**Problem statement:**
Lines with the word "enum": copy all of them from the entries below.

### Information shown ###

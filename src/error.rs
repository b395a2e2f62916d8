use thiserror::Error;

/// Crate-wide result alias; every fallible boundary returns this.
pub type Result<T> = std::result::Result<T, EngineError>;

/// Semantic error kinds for the training engine.
///
/// `Numerical` recoveries (NaN/Inf clamps) are deliberately not a variant
/// here: they are handled locally and surfaced as counters through
/// `ProgressSink`, never as an `Err` (see `worker::NumericalHealth`).
#[derive(Debug, Error)]
pub enum EngineError {
    /// Invalid model/training configuration. Fatal, raised before any
    /// thread is spawned.
    #[error("invalid configuration: {0}")]
    Configuration(String),

    /// Post-clip gradient L2 norm still exceeds 10x the configured
    /// max-norm. The batch is dropped; parameters are left unchanged.
    #[error("gradient explosion: norm {norm} exceeds 10x max-norm {threshold}")]
    GradientExplosion { norm: f32, threshold: f32 },

    /// I/O failure on the checkpoint sink or while decoding a checkpoint.
    #[error("checkpoint I/O error: {0}")]
    CheckpointIo(String),

    /// A worker thread panicked inside a kernel. Fatal: the runtime
    /// aborts every thread and attempts one final checkpoint.
    #[error("worker {sphere_id} panicked")]
    WorkerPanicked { sphere_id: u32 },

    /// Cooperative cancellation was requested; `fit` is unwinding in an
    /// orderly fashion. Not a true error, modeled here so call sites can
    /// use `?` uniformly.
    #[error("training run was cancelled")]
    Cancelled,
}

impl From<std::io::Error> for EngineError {
    fn from(e: std::io::Error) -> Self {
        EngineError::CheckpointIo(e.to_string())
    }
}
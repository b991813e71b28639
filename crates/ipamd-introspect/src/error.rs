// SPDX-License-Identifier: Apache-2.0 OR MIT
// Copyright (c) 2025-2026 naskel.com

//! Error types for the introspection service.

use std::net::SocketAddr;
use thiserror::Error;

/// Errors raised while building or running the introspection server.
#[derive(Debug, Error)]
pub enum IntrospectError {
    #[error("failed to bind {addr}: {source}")]
    Bind {
        addr: SocketAddr,
        #[source]
        source: std::io::Error,
    },

    #[error("http server error: {0}")]
    Serve(#[from] std::io::Error),

    #[error("JSON encode error: {0}")]
    Encode(#[from] serde_json::Error),

    #[error("Configuration error: {0}")]
    Config(#[from] ConfigError),
}

/// Configuration errors.
#[derive(Debug, Error)]
pub enum ConfigError {
    #[error("failed to parse {name}={value:?} as a boolean")]
    InvalidBool { name: String, value: String },

    #[error("Invalid configuration: {0}")]
    InvalidValue(String),

    #[error("I/O error: {0}")]
    Io(#[from] std::io::Error),

    #[error("JSON parse error: {0}")]
    Parse(#[from] serde_json::Error),
}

###

**Solution:**
pub enum EngineError {
pub enum IntrospectError {
pub enum ConfigError {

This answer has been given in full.